▸ **ASSIGNMENT**
Write out the data exactly, every line included.

▸ **INPUT DATA**
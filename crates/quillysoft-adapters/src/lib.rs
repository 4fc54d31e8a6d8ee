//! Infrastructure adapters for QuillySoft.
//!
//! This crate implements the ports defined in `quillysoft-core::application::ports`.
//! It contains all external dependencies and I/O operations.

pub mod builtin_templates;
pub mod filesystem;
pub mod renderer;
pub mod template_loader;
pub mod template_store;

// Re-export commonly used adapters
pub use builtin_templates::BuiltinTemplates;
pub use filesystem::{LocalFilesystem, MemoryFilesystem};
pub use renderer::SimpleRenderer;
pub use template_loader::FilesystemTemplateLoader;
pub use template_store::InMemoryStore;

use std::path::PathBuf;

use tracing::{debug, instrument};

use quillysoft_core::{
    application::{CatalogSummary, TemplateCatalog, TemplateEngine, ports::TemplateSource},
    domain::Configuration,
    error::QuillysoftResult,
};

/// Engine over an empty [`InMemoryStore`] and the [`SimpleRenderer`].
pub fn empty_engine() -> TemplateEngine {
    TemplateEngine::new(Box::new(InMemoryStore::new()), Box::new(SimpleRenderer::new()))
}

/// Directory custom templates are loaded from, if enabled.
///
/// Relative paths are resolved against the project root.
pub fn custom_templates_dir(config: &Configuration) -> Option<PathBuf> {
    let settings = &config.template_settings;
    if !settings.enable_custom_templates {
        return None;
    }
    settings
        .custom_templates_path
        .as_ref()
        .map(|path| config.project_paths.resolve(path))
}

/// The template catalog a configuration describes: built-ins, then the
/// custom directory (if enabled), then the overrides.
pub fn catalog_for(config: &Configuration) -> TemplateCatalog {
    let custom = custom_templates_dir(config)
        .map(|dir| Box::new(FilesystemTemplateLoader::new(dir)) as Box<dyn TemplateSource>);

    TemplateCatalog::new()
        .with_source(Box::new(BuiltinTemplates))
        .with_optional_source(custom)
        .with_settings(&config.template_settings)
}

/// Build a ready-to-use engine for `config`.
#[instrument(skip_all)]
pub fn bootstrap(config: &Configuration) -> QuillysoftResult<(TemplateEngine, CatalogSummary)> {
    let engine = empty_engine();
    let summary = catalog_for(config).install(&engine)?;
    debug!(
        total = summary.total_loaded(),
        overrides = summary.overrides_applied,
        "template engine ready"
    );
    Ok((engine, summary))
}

▸ **OUTPUT OF THE TASK**
filename crates/quillysoft-adapters/src/lib.rs
repository 4fc54d31e8a6d8ee
//! Infrastructure adapters for QuillySoft.
//!
//! This crate implements the ports defined in `quillysoft-core::application::ports`.
//! It contains all external dependencies and I/O operations.

pub mod builtin_templates;
pub mod filesystem;
pub mod renderer;
pub mod template_loader;
pub mod template_store;

// Re-export commonly used adapters
pub use builtin_templates::BuiltinTemplates;
pub use filesystem::{LocalFilesystem, MemoryFilesystem};
pub use renderer::SimpleRenderer;
pub use template_loader::FilesystemTemplateLoader;
pub use template_store::InMemoryStore;

use std::path::PathBuf;

use tracing::{debug, instrument};

use quillysoft_core::{
    application::{CatalogSummary, TemplateCatalog, TemplateEngine, ports::TemplateSource},
    domain::Configuration,
    error::QuillysoftResult,
};

/// Engine over an empty [`InMemoryStore`] and the [`SimpleRenderer`].
pub fn empty_engine() -> TemplateEngine {
    TemplateEngine::new(Box::new(InMemoryStore::new()), Box::new(SimpleRenderer::new()))
}

/// Directory custom templates are loaded from, if enabled.
///
/// Relative paths are resolved against the project root.
pub fn custom_templates_dir(config: &Configuration) -> Option<PathBuf> {
    let settings = &config.template_settings;
    if !settings.enable_custom_templates {
        return None;
    }
    settings
        .custom_templates_path
        .as_ref()
        .map(|path| config.project_paths.resolve(path))
}

/// The template catalog a configuration describes: built-ins, then the
/// custom directory (if enabled), then the overrides.
pub fn catalog_for(config: &Configuration) -> TemplateCatalog {
    let custom = custom_templates_dir(config)
        .map(|dir| Box::new(FilesystemTemplateLoader::new(dir)) as Box<dyn TemplateSource>);

    TemplateCatalog::new()
        .with_source(Box::new(BuiltinTemplates))
        .with_optional_source(custom)
        .with_settings(&config.template_settings)
}

/// Build a ready-to-use engine for `config`.
#[instrument(skip_all)]
pub fn bootstrap(config: &Configuration) -> QuillysoftResult<(TemplateEngine, CatalogSummary)> {
    let engine = empty_engine();
    let summary = catalog_for(config).install(&engine)?;
    debug!(
        total = summary.total_loaded(),
        overrides = summary.overrides_applied,
        "template engine ready"
    );
    Ok((engine, summary))
}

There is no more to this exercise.